▶ **Try it**
Write out the data below exactly, beginning with the first line and ending once the line that has "for directory URLs." is written.
[[ The input, beginning ]]
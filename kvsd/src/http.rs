//! HTTP/1.0 adapter: REST access to the store plus a static file server.
//!
//! `GET|PUT|DELETE /storage/<key>` is translated into the corresponding
//! command invocation and answered as JSON. Every other URL is served
//! from the configured web root; paths escaping the root resolve to 404.

use crate::command::{self, Command, CommandTable};
use crate::error::ServerResult;
use crate::net;
use crate::server::Server;
use serde::Serialize;
use std::io::{Read, Write};
use std::net::TcpStream;
use std::path::Path;
use tracing::{info, warn};

/// URL prefix of the REST surface.
const STORAGE_URL: &str = "/storage/";
/// File served for directory URLs.
const INDEX_FILE: &str = "index.html";
/// Upper bound on one request (headers + body).
const MAX_REQUEST_LEN: usize = 8192;

/// A parsed request.
#[derive(Debug)]
struct HttpRequest {
    method: String,
    url: String,
    body: Vec<u8>,
}

/// A response under construction.
struct HttpResponse {
    status: u16,
    content_type: Option<String>,
    extra_header: Option<String>,
    body: Vec<u8>,
}

impl HttpResponse {
    fn new(status: u16) -> Self {
        Self {
            status,
            content_type: None,
            extra_header: None,
            body: Vec::new(),
        }
    }

    fn with_body(status: u16, content_type: &str, body: Vec<u8>) -> Self {
        Self {
            status,
            content_type: Some(content_type.to_string()),
            extra_header: None,
            body,
        }
    }

    fn status_name(&self) -> &'static str {
        match self.status {
            200 => "OK",
            301 => "Moved Permanently",
            400 => "Bad Request",
            404 => "Not Found",
            405 => "Method Not Allowed",
            500 => "Internal Server Error",
            _ => "",
        }
    }

    /// Serialize status line, headers and body.
    fn format_message(mut self) -> Vec<u8> {
        if self.body.is_empty() && self.status != 200 {
            self.body = format!(
                "<html>\r\n<head><title>{status} {name}</title></head>\r\n\
                 <body>\r\n<center><h1>{status} {name}</h1></center>\r\n\
                 </body>\r\n</html>\r\n",
                status = self.status,
                name = self.status_name()
            )
            .into_bytes();
            self.content_type = Some("text/html".to_string());
        }

        let mut head = format!("HTTP/1.0 {} {}\r\n", self.status, self.status_name());
        head.push_str(&format!("Content-Length: {}\r\n", self.body.len()));
        if let Some(content_type) = &self.content_type {
            head.push_str(&format!("Content-Type: {content_type}\r\n"));
        }
        if let Some(extra) = &self.extra_header {
            head.push_str(extra);
            head.push_str("\r\n");
        }
        head.push_str("\r\n");

        let mut message = head.into_bytes();
        message.extend_from_slice(&self.body);
        message
    }
}

#[derive(Serialize)]
struct RecordDto<'a> {
    key: &'a str,
    value: &'a str,
}

#[derive(Serialize)]
#[serde(rename_all = "camelCase")]
struct CommandDto<'a> {
    command: &'a str,
    key: &'a str,
    value: &'a str,
    response_message: &'a str,
    response_records_size: usize,
    response_records: Vec<RecordDto<'a>>,
}

/// Bind the HTTP port and serve one request per forked connection.
pub fn run_http_server(server: &mut Server, table: &CommandTable) -> ServerResult<()> {
    let port = server.config.http_port;
    let listener = net::bind(port)?;
    info!(port, "http server listening");
    net::accept_loop(server, table, listener, "http-cli", handle_http_client)
}

/// Read, process and answer exactly one request.
pub fn handle_http_client(server: &mut Server, table: &CommandTable, mut stream: TcpStream) {
    let response = match read_request(&mut stream) {
        Ok(Some(raw)) => match parse_request(&raw) {
            Some(request) => {
                info!(method = %request.method, url = %request.url, "http request");
                process_request(server, table, &request)
            }
            None => HttpResponse::new(400),
        },
        Ok(None) => HttpResponse::new(500), // oversized
        Err(e) => {
            warn!("http recv failed: {e}");
            return;
        }
    };

    if let Err(e) = stream.write_all(&response.format_message()) {
        warn!("http send failed: {e}");
    }
}

/// Read until the header terminator plus any `Content-Length` body.
/// `None` signals an oversized request.
fn read_request(stream: &mut TcpStream) -> std::io::Result<Option<Vec<u8>>> {
    let mut raw = Vec::new();
    let mut chunk = [0u8; 1024];

    loop {
        if raw.len() > MAX_REQUEST_LEN {
            return Ok(None);
        }
        let read = match stream.read(&mut chunk) {
            Ok(0) => break,
            Ok(read) => read,
            Err(e) if e.kind() == std::io::ErrorKind::Interrupted => continue,
            Err(e) => return Err(e),
        };
        raw.extend_from_slice(&chunk[..read]);

        if let Some(header_end) = find_header_end(&raw) {
            let expected = header_end + content_length(&raw[..header_end]);
            if expected > MAX_REQUEST_LEN {
                return Ok(None);
            }
            if raw.len() >= expected {
                break;
            }
        }
    }
    Ok(Some(raw))
}

fn find_header_end(raw: &[u8]) -> Option<usize> {
    raw.windows(4)
        .position(|window| window == b"\r\n\r\n")
        .map(|pos| pos + 4)
}

fn content_length(headers: &[u8]) -> usize {
    let text = String::from_utf8_lossy(headers);
    for line in text.lines() {
        if let Some((name, value)) = line.split_once(':') {
            if name.eq_ignore_ascii_case("content-length") {
                return value.trim().parse().unwrap_or(0);
            }
        }
    }
    0
}

fn parse_request(raw: &[u8]) -> Option<HttpRequest> {
    let header_end = find_header_end(raw).unwrap_or(raw.len());
    let head = String::from_utf8_lossy(&raw[..header_end]);
    let mut request_line = head.lines().next()?.split_ascii_whitespace();

    let method = request_line.next()?.to_ascii_uppercase();
    let url = request_line.next()?.to_string();
    let body = raw.get(header_end..).unwrap_or(&[]).to_vec();

    Some(HttpRequest { method, url, body })
}

fn process_request(server: &mut Server, table: &CommandTable, request: &HttpRequest) -> HttpResponse {
    if let Some(key) = request.url.strip_prefix(STORAGE_URL) {
        return process_storage_request(server, table, request, key);
    }

    if request.method != "GET" {
        let mut response = HttpResponse::new(405);
        response.extra_header = Some("Allow: GET".to_string());
        return response;
    }
    serve_webfile(&server.config.web_root, &request.url)
}

/// Translate method + URL tail into a command invocation.
fn process_storage_request(
    server: &mut Server,
    table: &CommandTable,
    request: &HttpRequest,
    key: &str,
) -> HttpResponse {
    let name = match request.method.as_str() {
        "GET" => "GET",
        "PUT" => "PUT",
        "DELETE" => "DEL",
        _ => {
            let mut response = HttpResponse::new(405);
            response.extra_header = Some("Allow: GET, PUT, DELETE".to_string());
            return response;
        }
    };

    let mut cmd = Command::new();
    cmd.name = name.to_string();
    cmd.key = key.to_string();
    cmd.value = String::from_utf8_lossy(&request.body).trim().to_string();

    command::execute(table, server, &mut cmd);

    let dto = CommandDto {
        command: &cmd.name,
        key: &cmd.key,
        value: &cmd.value,
        response_message: &cmd.response_message,
        response_records_size: cmd.response_records.len(),
        response_records: cmd
            .response_records
            .iter()
            .map(|record| RecordDto {
                key: &record.key,
                value: &record.value,
            })
            .collect(),
    };

    match serde_json::to_vec_pretty(&dto) {
        Ok(json) => HttpResponse::with_body(200, "application/json", json),
        Err(e) => {
            warn!("json encoding failed: {e}");
            HttpResponse::new(500)
        }
    }
}

/// Serve a file from the web root; traversal outside resolves to 404.
fn serve_webfile(web_root: &Path, url: &str) -> HttpResponse {
    let Ok(root) = web_root.canonicalize() else {
        return HttpResponse::new(404);
    };

    let relative = url.trim_start_matches('/');
    let Ok(mut target) = root.join(relative).canonicalize() else {
        return HttpResponse::new(404);
    };
    if !target.starts_with(&root) {
        return HttpResponse::new(404);
    }

    if target.is_dir() {
        // Redirect directory URLs missing the trailing slash so the
        // browser resolves relative links correctly.
        if !url.ends_with('/') {
            let mut response = HttpResponse::new(301);
            response.extra_header = Some(format!("Location: {url}/"));
            return response;
        }
        target = target.join(INDEX_FILE);
    }

    match std::fs::read(&target) {
        Ok(body) => HttpResponse::with_body(200, mime_type(&target), body),
        Err(_) => HttpResponse::new(404),
    }
}

fn mime_type(path: &Path) -> &'static str {
    match path.extension().and_then(|e| e.to_str()) {
        Some("html") => "text/html",
        Some("js") => "text/javascript",
        Some("css") => "text/css",
        Some("json") => "application/json",
        Some("jpg") | Some("jpeg") => "image/jpeg",
        Some("png") => "image/png",
        _ => "text/plain",
    }
}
[[ The input, end ]]
▶ **Exercise solution**
filename kvsd/src/http.rs
//! HTTP/1.0 adapter: REST access to the store plus a static file server.
//!
//! `GET|PUT|DELETE /storage/<key>` is translated into the corresponding
//! command invocation and answered as JSON. Every other URL is served
//! from the configured web root; paths escaping the root resolve to 404.

use crate::command::{self, Command, CommandTable};
use crate::error::ServerResult;
use crate::net;
use crate::server::Server;
use serde::Serialize;
use std::io::{Read, Write};
use std::net::TcpStream;
use std::path::Path;
use tracing::{info, warn};

/// URL prefix of the REST surface.
const STORAGE_URL: &str = "/storage/";
/// File served for directory URLs.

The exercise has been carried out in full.